Let f:R→S be a homomorphism of rings. If J is an ideal in S and I={r∈R/f(r)∈J}, prove that I is an ideal in R that contains the kernal of f.

## The Attempt at a Solution

I feel like I have the problem right, but would like to have someone look over it and see if I made a assumption that I shouldn't have. Here it is below:

To show I is an ideal in R, we have two show three things:

1. We have to show that 0 is in I. f(0) = 0 since f is a homomorphism. 0 is in J since J is an ideal. This means f(0) is in J, so 0 is in I.

2. We have to show that I is closed under addition, so if we have r, s in I, then r+s is also in I.
Assume that r, s, are in I. Then by definition of I, f(r) and f(s) are in J.
If we can show that f(r+s) is in J, then by definition of I, this means that r+s is in I, so this is what we need to do.
So consider f(r+s). Since f is a homomorphism, f(r+s) = f(r) + f(s). Since f(r) is in J and f(s) is in J and J is an ideal, then f(r) + f(s) is in J. This means f(r+s) is in J.
So r+s is in I, which is what we needed to show.

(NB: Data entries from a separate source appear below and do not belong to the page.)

//! Name resolution for address-based discovery.
//!
//! The resolvers in this module depend on a [`NameResolver`] rather than
//! on DNS directly. Production code uses [`SystemResolver`]; tests inject
//! [`StaticResolver`](crate::mock::StaticResolver) for deterministic answers.

pub mod dns;
pub mod hostport;
pub mod srv;
mod state;

use std::{fmt, net::IpAddr};

use async_trait::async_trait;
use hickory_resolver::{
    Resolver, TokioResolver,
    config::{LookupIpStrategy, ResolverConfig, ResolverOpts},
    name_server::TokioConnectionProvider,
};
use tracing::debug;

use crate::error::BoxError;

pub(crate) use state::LookupState;

/// One SRV answer, reduced to what discovery uses.
///
/// Priority, weight and TTL are deliberately dropped: every target is a
/// bootstrap candidate.
#[derive(Debug, Clone, PartialEq, Eq, Hash)]
pub struct SrvTarget {
    /// Target hostname.
    pub target: String,
    /// Port the target serves the service on.
    pub port: u16,
}

impl SrvTarget {
    /// Creates a target.
    pub fn new(target: impl Into<String>, port: u16) -> Self {
        Self { target: target.into(), port }
    }
}

/// Underlying name and service resolution.
#[async_trait]
pub trait NameResolver: fmt::Debug + Send + Sync {
    /// Resolves `host` to its A/AAAA addresses.
    async fn lookup_ip(&self, host: &str) -> Result<Vec<IpAddr>, BoxError>;

    /// Resolves the SRV records for `_{service}._{proto}.{name}`.
    async fn lookup_srv(
        &self,
        service: &str,
        proto: &str,
        name: &str,
    ) -> Result<Vec<SrvTarget>, BoxError>;
}

/// [`NameResolver`] backed by the system's DNS configuration.
#[derive(Debug, Clone)]
pub struct SystemResolver {
    inner: TokioResolver,
}

impl SystemResolver {
    /// Creates a resolver from `/etc/resolv.conf` and the hosts file.
    ///
    /// Falls back to the library's default upstream configuration if the
    /// system configuration cannot be read. A and AAAA records are both
    /// queried and every address is returned.
    #[must_use]
    pub fn new() -> Self {
        let mut builder = match TokioResolver::builder_tokio() {
            Ok(builder) => builder,
            Err(e) => {
                debug!(error = %e, "System resolver configuration unavailable, using defaults");
                Resolver::builder_with_config(
                    ResolverConfig::default(),
                    TokioConnectionProvider::default(),
                )
            },
        };
        apply_options(builder.options_mut());
        Self { inner: builder.build() }
    }
}

/// Dual-stack peers keep both families: no AAAA answer is dropped in favor
/// of an A answer.
fn apply_options(opts: &mut ResolverOpts) {
    opts.ip_strategy = LookupIpStrategy::Ipv4AndIpv6;
}

impl Default for SystemResolver {
    fn default() -> Self {
        Self::new()
    }
}

#[async_trait]
impl NameResolver for SystemResolver {
    async fn lookup_ip(&self, host: &str) -> Result<Vec<IpAddr>, BoxError> {
        let lookup = self.inner.lookup_ip(host).await?;
        Ok(lookup.iter().collect())
    }

    async fn lookup_srv(
        &self,
        service: &str,
        proto: &str,
        name: &str,
    ) -> Result<Vec<SrvTarget>, BoxError> {
        let query = format!("_{service}._{proto}.{name}");
        let lookup = self.inner.srv_lookup(query).await?;
        Ok(lookup.iter().map(|srv| SrvTarget::new(srv.target().to_utf8(), srv.port())).collect())
    }
}
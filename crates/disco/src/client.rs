//! Capability traits implemented by every discovery backend.
//!
//! Backends come in two shapes. Resolvers ([`AddressResolver`]) turn a
//! configured name into candidate peer addresses. Leader stores
//! ([`LeaderStore`]) hold a single leader record per discovery group and
//! arbitrate which node bootstraps the cluster. A bootstrap orchestrator
//! depends on whichever trait matches its configured backend.

use std::fmt;

use async_trait::async_trait;
use peerdisco_types::{ClientStats, LeaderRecord};
use snafu::ResultExt;
use url::Url;

use crate::error::{InvalidUrlSnafu, Result};

/// URL schemes produced by [`AddressResolver::lookup_urls`], in order.
pub const JOIN_SCHEMES: [&str; 3] = ["http", "https", "raft"];

/// Behaviour shared by every discovery client.
///
/// `Display` renders the backend tag returned by [`mode`](Self::mode).
pub trait DiscoveryClient: fmt::Display + Send + Sync {
    /// Returns the backend tag, e.g. `dns` or `consul-kv`.
    fn mode(&self) -> &'static str;

    /// Returns a diagnostics snapshot.
    ///
    /// Never fails and never performs I/O, so it is safe to call from the
    /// bootstrap path.
    fn stats(&self) -> ClientStats;
}

/// Resolves a configured name into candidate `host:port` peer addresses.
#[async_trait]
pub trait AddressResolver: DiscoveryClient {
    /// Resolves the configured name.
    ///
    /// Returns addresses in resolver order. An empty list is a valid result.
    ///
    /// # Errors
    ///
    /// Returns `DiscoError::Resolution` if resolution fails, or
    /// `DiscoError::InvalidOverrideAddress` if an address override is malformed.
    async fn lookup(&self) -> Result<Vec<String>>;

    /// Resolves the configured name and expands each address into one URL
    /// per scheme in [`JOIN_SCHEMES`].
    ///
    /// Only one of the URLs for an address is expected to work; all are
    /// returned so a joining node can try each.
    ///
    /// # Errors
    ///
    /// Returns any error from [`lookup`](Self::lookup), or
    /// `DiscoError::InvalidUrl` if an address cannot form a URL.
    async fn lookup_urls(&self) -> Result<Vec<Url>> {
        let addrs = self.lookup().await?;
        join_urls(&addrs)
    }
}

/// Stores the bootstrap leader record for one discovery group.
#[async_trait]
pub trait LeaderStore: DiscoveryClient {
    /// Reads the current leader record.
    ///
    /// Returns `Ok(None)` when no leader has been recorded yet.
    ///
    /// # Errors
    ///
    /// Returns a transport error if the store is unreachable, or
    /// `DiscoError::Codec` if the stored value is not a leader record.
    async fn get_leader(&self) -> Result<Option<LeaderRecord>>;

    /// Writes `record` only if no leader has been recorded.
    ///
    /// Returns `true` if this call wrote the record. Across any number of
    /// concurrent callers targeting the same group, at most one succeeds.
    ///
    /// # Errors
    ///
    /// Returns a transport error if the store is unreachable.
    async fn initialize_leader(&self, record: &LeaderRecord) -> Result<bool>;

    /// Unconditionally overwrites the leader record.
    ///
    /// # Errors
    ///
    /// Returns a transport error if the store is unreachable.
    async fn set_leader(&self, record: &LeaderRecord) -> Result<()>;
}

/// Expands `host:port` addresses into join URLs, grouped by address.
pub(crate) fn join_urls(addrs: &[String]) -> Result<Vec<Url>> {
    let mut urls = Vec::with_capacity(addrs.len() * JOIN_SCHEMES.len());
    for addr in addrs {
        for scheme in JOIN_SCHEMES {
            let url = format!("{scheme}://{addr}");
            urls.push(Url::parse(&url).context(InvalidUrlSnafu { url })?);
        }
    }
    Ok(urls)
}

3. We have to show that I is closed under multiplication by elements of R, so if we have r in R and s in I, then rs is also in I.
Assume that r is in R and s is in I. If we can show that f(rs) is in J, then by definition of I, this means that rs is in I.
So consider f(rs). Since f is a homomorphism, f(rs) = f(r)f(s). Since s is in I, then f(s) is in J. Since J is an ideal, then it is closed under multiplication by elements of R, and f(r) is in R, so f(r)f(s) is in J. Thus, f(rs) is in J.
So rs is in I, which is what we needed to show.

This means that I is an ideal in R. We still need to show that I contains the kernel of f. The kernel of f are the elements {x in R | f(x) = 0}. Consider x in ker f. Then f(x) = 0. Since J is an ideal, 0 is in J, so f(x) is in J. Then, by definition, x is in R, so R contains ker f.